As always, the progressive playbook called for riots. But this time, the optics changed. They don’t look like concerned citizens. They look like an invading army. And while media outlets still insist on calling it a protest, Americans watching footage of police cars in flames see something else.
Mexico-first loyalties
The truth cuts through the narrative: Most illegal immigrants are young, single, military-age men. That fact alone should reframe the entire debate. Any progressive organizer can choreograph a protest, but when idle, aggrieved men view it as an ethnic struggle, violence escalates. These men rally around the Mexican flag, shout slogans of vengeance, and praise “La Raza” with open hostility.
Some conservative commentators have mocked the spectacle: rioters waving the flag of a country they refuse to return to. But the joke reveals a blind spot. These agitators know something mainstream conservatives do not: A nation is its people, not just a place.
Many on the right have bought into a liberal fiction — that the U.S. is a territory defined by abstractions.
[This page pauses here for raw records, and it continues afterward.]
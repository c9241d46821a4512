//! Operator, cast and coercion rules over [`Value`]

use thiserror::Error;

use super::value::{TypedValue, Value};
use crate::ast::{BinaryOp, TypeRef, UnaryOp};
use crate::common::DiagnosticKind;
use crate::units::algebra::AlgebraError;
use crate::units::{Unit, UnitCatalog, NUMBER};

/// A failed rule, already classified for reporting
#[derive(Error, Debug, Clone, PartialEq)]
#[error("{message}")]
pub struct TypeError {
    pub kind: DiagnosticKind,
    pub message: String,
}

impl TypeError {
    pub fn new(kind: DiagnosticKind, message: impl Into<String>) -> Self {
        Self {
            kind,
            message: message.into(),
        }
    }

    fn operands(op: BinaryOp, left: &Value, right: &Value) -> Self {
        Self::new(
            DiagnosticKind::IncompatibleOperandTypes,
            format!(
                "operator '{op}' cannot be applied to {} and {}",
                left.describe(),
                right.describe()
            ),
        )
    }

    fn from_algebra(err: AlgebraError, op: BinaryOp, left: &TypedValue, right: &TypedValue) -> Self {
        match err {
            AlgebraError::IncompatibleUnits => Self::new(
                DiagnosticKind::UnitNotConvertible,
                format!(
                    "operator '{op}' cannot combine '{}' with '{}'",
                    left.unit.name, right.unit.name
                ),
            ),
            AlgebraError::DivisionByZero => {
                Self::new(DiagnosticKind::DivisionByZero, format!("'{op}' by zero"))
            }
            AlgebraError::NonIntegerExponent(n) => Self::new(
                DiagnosticKind::IncompatibleOperandTypes,
                format!("'{}' cannot be raised to the non-integer power {n}", left.unit.name),
            ),
            AlgebraError::UnknownExponent => Self::new(
                DiagnosticKind::IncompatibleOperandTypes,
                format!(
                    "the exponent of '{}' must be a constant, since it scales the unit",
                    left.unit.name
                ),
            ),
        }
    }
}

pub type TypeResult<T> = Result<T, TypeError>;

/// A declared shape with its unit resolved against the catalog
#[derive(Debug, Clone, PartialEq)]
pub enum Shape {
    Text,
    Flag,
    /// Any measurement
    Number,
    Unit(Unit),
}

/// Result of a cast that succeeded
#[derive(Debug, Clone, PartialEq)]
pub struct CastOutcome {
    pub value: Value,
    /// Set when a cast to `number` dropped this unit
    pub discarded: Option<Unit>,
}

/// Type checker bound to one catalog
pub struct TypeChecker<'c> {
    catalog: &'c UnitCatalog,
}

impl<'c> TypeChecker<'c> {
    pub fn new(catalog: &'c UnitCatalog) -> Self {
        Self { catalog }
    }

    /// Resolve a declared type; `None` if it names an unknown unit
    pub fn resolve(&self, ty: &TypeRef) -> Option<Shape> {
        match ty {
            TypeRef::Text => Some(Shape::Text),
            TypeRef::Flag => Some(Shape::Flag),
            TypeRef::Number => Some(Shape::Number),
            TypeRef::Unit(name) => self.catalog.lookup(name).cloned().map(Shape::Unit),
        }
    }

    /// Stand-in value of a shape when the real one cannot be known
    pub fn placeholder(&self, shape: &Shape) -> Value {
        match shape {
            Shape::Text => Value::Text,
            Shape::Flag => Value::Flag,
            Shape::Number => Value::unknown(self.catalog.number().clone()),
            Shape::Unit(unit) => Value::unknown(unit.clone()),
        }
    }

    pub fn binary(&self, op: BinaryOp, left: &Value, right: &Value) -> TypeResult<Value> {
        match (left, right) {
            (Value::Measurement(a), Value::Measurement(b)) => self.measurement_binary(op, a, b),
            (Value::Text, Value::Text) => match op {
                BinaryOp::Add | BinaryOp::Sub => Ok(Value::Text),
                _ if op.is_comparison() => Ok(Value::Flag),
                _ => Err(TypeError::operands(op, left, right)),
            },
            (Value::Text, Value::Measurement(count)) | (Value::Measurement(count), Value::Text)
                if op == BinaryOp::Mul =>
            {
                if count.is_dimensionless() {
                    Ok(Value::Text)
                } else {
                    Err(TypeError::new(
                        DiagnosticKind::IncompatibleOperandTypes,
                        format!(
                            "a string can only be repeated a dimensionless number of times, not '{}'",
                            count.unit.name
                        ),
                    ))
                }
            }
            (Value::Flag, Value::Flag) => match op {
                BinaryOp::Eq | BinaryOp::Ne => Ok(Value::Flag),
                _ if op.is_logical() => Ok(Value::Flag),
                _ => Err(TypeError::operands(op, left, right)),
            },
            _ => Err(TypeError::operands(op, left, right)),
        }
    }

    fn measurement_binary(&self, op: BinaryOp, a: &TypedValue, b: &TypedValue) -> TypeResult<Value> {
        let catalog = self.catalog;
        let result = match op {
            BinaryOp::Add => a.add(b, catalog),
            BinaryOp::Sub => a.sub(b, catalog),
            BinaryOp::Mul => Ok(a.mul(b, catalog)),
            BinaryOp::Div => a.div(b, catalog),
            BinaryOp::Mod => a.modulus(b),
            BinaryOp::Pow => a.pow(b, catalog),
            _ if op.is_comparison() => {
                return if a.type_is_compatible(b, catalog) {
                    Ok(Value::Flag)
                } else {
                    Err(TypeError::from_algebra(AlgebraError::IncompatibleUnits, op, a, b))
                };
            }
            _ => {
                return Err(TypeError::operands(
                    op,
                    &Value::Measurement(a.clone()),
                    &Value::Measurement(b.clone()),
                ));
            }
        };
        result
            .map(Value::Measurement)
            .map_err(|err| TypeError::from_algebra(err, op, a, b))
    }

    pub fn unary(&self, op: UnaryOp, operand: &Value) -> TypeResult<Value> {
        match (op, operand) {
            (UnaryOp::Neg, Value::Measurement(m)) => Ok(Value::Measurement(m.negate())),
            (UnaryOp::Not, Value::Flag) => Ok(Value::Flag),
            _ => Err(TypeError::new(
                DiagnosticKind::IncompatibleOperandTypes,
                format!("operator '{op}' cannot be applied to {}", operand.describe()),
            )),
        }
    }

    /// `(target) value`
    pub fn cast(&self, target: &Unit, value: &Value) -> TypeResult<CastOutcome> {
        match value {
            Value::Flag => Err(TypeError::new(
                DiagnosticKind::IncompatibleOperandTypes,
                format!("a boolean cannot be cast to '{}'", target.name),
            )),
            Value::Text => Ok(CastOutcome {
                value: Value::unknown(target.clone()),
                discarded: None,
            }),
            Value::Measurement(m) => {
                if let Some(converted) = m.convert_type_to(target, self.catalog) {
                    return Ok(CastOutcome {
                        value: Value::Measurement(converted),
                        discarded: None,
                    });
                }
                if target.name == NUMBER {
                    return Ok(CastOutcome {
                        value: Value::Measurement(m.retagged(target.clone())),
                        discarded: Some(m.unit.clone()),
                    });
                }
                Err(TypeError::new(
                    DiagnosticKind::UnitNotConvertible,
                    format!("'{}' cannot be cast to '{}'", m.unit.name, target.name),
                ))
            }
        }
    }

    /// Fit `value` into a declared shape, converting measurements into a
    /// declared unit
    pub fn coerce(&self, shape: &Shape, value: &Value) -> TypeResult<Value> {
        match (shape, value) {
            (Shape::Text, Value::Text) => Ok(Value::Text),
            (Shape::Flag, Value::Flag) => Ok(Value::Flag),
            (Shape::Number, Value::Measurement(_)) => Ok(value.clone()),
            (Shape::Unit(unit), Value::Measurement(m)) => m
                .convert_type_to(unit, self.catalog)
                .map(Value::Measurement)
                .ok_or_else(|| {
                    TypeError::new(
                        DiagnosticKind::UnitNotConvertible,
                        format!("'{}' cannot be converted to '{}'", m.unit.name, unit.name),
                    )
                }),
            _ => Err(TypeError::new(
                DiagnosticKind::IncompatibleOperandTypes,
                format!("expected {}, found {}", shape_name(shape), value.describe()),
            )),
        }
    }
}

pub fn shape_name(shape: &Shape) -> String {
    match shape {
        Shape::Text => "string".to_string(),
        Shape::Flag => "boolean".to_string(),
        Shape::Number => NUMBER.to_string(),
        Shape::Unit(unit) => unit.name.clone(),
    }
}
The moment an illegal immigrant steps on “magic soil,” we’re told, he becomes American. But that’s not how immigrants think. Mexico is not just a location. It is an identity. Wherever Mexicans go, they carry Mexico with them. They do not wish to become Americans. They wish to conquer Americans.
And now, Mexico has made that agenda explicit.
President Claudia Sheinbaum responded to proposed remittance taxes in the One Big Beautiful Bill Act by declaring, “If necessary, we’ll mobilize. We don’t want taxes on remittances from our fellow countrymen, from the U.S. to Mexico.”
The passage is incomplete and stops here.